(Exercise data Opens)

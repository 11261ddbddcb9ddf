//! DNS over HTTPS upstream.

use std::time::Duration;

use async_trait::async_trait;
use hickory_proto::op::Message;
use reqwest::StatusCode;
use tracing::debug;
use url::Url;

use super::Upstream;
use crate::dns;
use crate::error::{Error, Result};

const DNS_MESSAGE: &str = "application/dns-message";

/// Posts wire-format queries to `https://<host>/dns-query`.
pub struct DohClient {
    url: String,
    /// Configured transport, proxy-aware when a registry slot was given.
    http: reqwest::Client,
    /// Plain transport for the single retry after a transport failure.
    direct: reqwest::Client,
    name: String,
}

impl DohClient {
    pub fn new(host: &str, proxy: Option<&Url>, timeout: Duration) -> Result<Self> {
        Self::with_url(
            format!("https://{}/dns-query", host),
            format!("{}[DoH]", host),
            proxy,
            timeout,
        )
    }

    pub(crate) fn with_url(
        url: String,
        name: String,
        proxy: Option<&Url>,
        timeout: Duration,
    ) -> Result<Self> {
        let mut builder = reqwest::Client::builder()
            .use_rustls_tls()
            .timeout(timeout);
        if let Some(proxy) = proxy {
            builder = builder.proxy(reqwest::Proxy::all(proxy.as_str())?);
        }
        let http = builder.build()?;
        let direct = reqwest::Client::builder()
            .use_rustls_tls()
            .no_proxy()
            .timeout(timeout)
            .build()?;

        Ok(Self {
            url,
            http,
            direct,
            name,
        })
    }

    pub fn url(&self) -> &str {
        &self.url
    }

    async fn post(
        &self,
        client: &reqwest::Client,
        body: Vec<u8>,
    ) -> reqwest::Result<reqwest::Response> {
        client
            .post(&self.url)
            .header(reqwest::header::CONTENT_TYPE, DNS_MESSAGE)
            .header(reqwest::header::ACCEPT, DNS_MESSAGE)
            .body(body)
            .send()
            .await
    }
}

#[async_trait]
impl Upstream for DohClient {
    async fn exchange(&self, request: &Message) -> Result<Message> {
        debug!(dns = %self.name, question = %dns::first_name(request), "DoH");
        let body = request.to_vec()?;

        let response = match self.post(&self.http, body.clone()).await {
            Ok(response) => response,
            Err(e) => {
                debug!(dns = %self.name, error = %e, "DoH request failed, retrying without proxy");
                // Report the first failure if the retry fails as well.
                self.post(&self.direct, body).await.map_err(|_| e)?
            }
        };

        if response.status() != StatusCode::OK {
            return Err(Error::Status(response.status()));
        }
        let bytes = response.bytes().await?;
        Ok(Message::from_vec(&bytes)?)
    }

    fn name(&self) -> &str {
        &self.name
    }
}

#[cfg(test)]
mod tests {
    use super::*;
    use hickory_proto::rr::rdata::A;
    use hickory_proto::rr::{RData, Record, RecordType};
    use std::net::Ipv4Addr;
    use tokio::io::{AsyncReadExt, AsyncWriteExt};
    use tokio::net::TcpListener;
    use tokio::task::JoinHandle;

    const TIMEOUT: Duration = Duration::from_secs(5);

    struct Captured {
        head: String,
        body: Vec<u8>,
    }

    /// Serve one HTTP request; reply with `status` and a DNS answer to the body.
    async fn serve_once(status: &'static str) -> (String, JoinHandle<Captured>) {
        let listener = TcpListener::bind("127.0.0.1:0").await.unwrap();
        let url = format!("http://{}/dns-query", listener.local_addr().unwrap());

        let handle = tokio::spawn(async move {
            let (mut conn, _) = listener.accept().await.unwrap();
            let mut buf = Vec::new();
            let mut chunk = [0u8; 1024];
            let header_end = loop {
                let n = conn.read(&mut chunk).await.unwrap();
                assert!(n > 0, "client closed before headers");
                buf.extend_from_slice(&chunk[..n]);
                if let Some(pos) = buf.windows(4).position(|w| w == b"\r\n\r\n") {
                    break pos + 4;
                }
            };
            let head = String::from_utf8_lossy(&buf[..header_end]).to_ascii_lowercase();
            let length: usize = head
                .lines()
                .find_map(|l| l.strip_prefix("content-length:"))
                .map(|v| v.trim().parse().unwrap())
                .unwrap_or(0);
            while buf.len() < header_end + length {
                let n = conn.read(&mut chunk).await.unwrap();
                buf.extend_from_slice(&chunk[..n]);
            }
            let body = buf[header_end..header_end + length].to_vec();

            let query = Message::from_vec(&body).unwrap();
            let mut response = dns::response_to(&query);
            response.add_answer(Record::from_rdata(
                query.queries()[0].name().clone(),
                60,
                RData::A(A(Ipv4Addr::new(192, 0, 2, 53))),
            ));
            let reply = response.to_vec().unwrap();
            let header = format!(
                "HTTP/1.1 {status}\r\nContent-Type: {DNS_MESSAGE}\r\n\
                 Content-Length: {}\r\nConnection: close\r\n\r\n",
                reply.len()
            );
            conn.write_all(header.as_bytes()).await.unwrap();
            conn.write_all(&reply).await.unwrap();

            Captured { head, body }
        });

        (url, handle)
    }

    fn request(id: u16) -> Message {
        dns::new_query(id, dns::parse_name("example.com").unwrap(), RecordType::A)
    }

    fn client(url: String, proxy: Option<&Url>) -> DohClient {
        DohClient::with_url(url, "test[DoH]".into(), proxy, TIMEOUT).unwrap()
    }

    #[test]
    fn builds_dns_query_url() {
        let client = DohClient::new("dns.example", None, TIMEOUT).unwrap();

        assert_eq!(client.url(), "https://dns.example/dns-query");
        assert_eq!(client.name(), "dns.example[DoH]");
    }

    #[test]
    fn accepts_socks_proxy() {
        let proxy = Url::parse("socks5://127.0.0.1:1080").unwrap();

        assert!(DohClient::new("dns.example", Some(&proxy), TIMEOUT).is_ok());
    }

    #[tokio::test]
    async fn exchange_posts_wire_format() {
        let (url, server) = serve_once("200 OK").await;

        let response = client(url, None).exchange(&request(77)).await.unwrap();
        let captured = server.await.unwrap();

        assert!(captured.head.starts_with("post /dns-query http/1.1\r\n"));
        assert!(captured.head.contains("content-type: application/dns-message\r\n"));
        assert_eq!(Message::from_vec(&captured.body).unwrap().id(), 77);
        assert_eq!(response.id(), 77);
        assert_eq!(response.answers().len(), 1);
    }

    #[tokio::test]
    async fn non_200_is_a_status_error() {
        let (url, server) = serve_once("503 Service Unavailable").await;

        let err = client(url, None).exchange(&request(1)).await.unwrap_err();
        server.await.unwrap();

        assert!(matches!(err, Error::Status(StatusCode::SERVICE_UNAVAILABLE)));
    }

    #[tokio::test]
    async fn dead_proxy_retries_directly_once() {
        let dead = TcpListener::bind("127.0.0.1:0").await.unwrap();
        let proxy = Url::parse(&format!("http://{}", dead.local_addr().unwrap())).unwrap();
        drop(dead);
        let (url, server) = serve_once("200 OK").await;

        let response = client(url, Some(&proxy)).exchange(&request(9)).await.unwrap();
        server.await.unwrap();

        assert_eq!(response.id(), 9);
    }
}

(Exercise data Closes)

• [Exercise goal]
Collect every line with the string "JoinHandle" from the records, and copy each.

• [Solution]
    use tokio::task::JoinHandle;
    async fn serve_once(status: &'static str) -> (String, JoinHandle<Captured>) {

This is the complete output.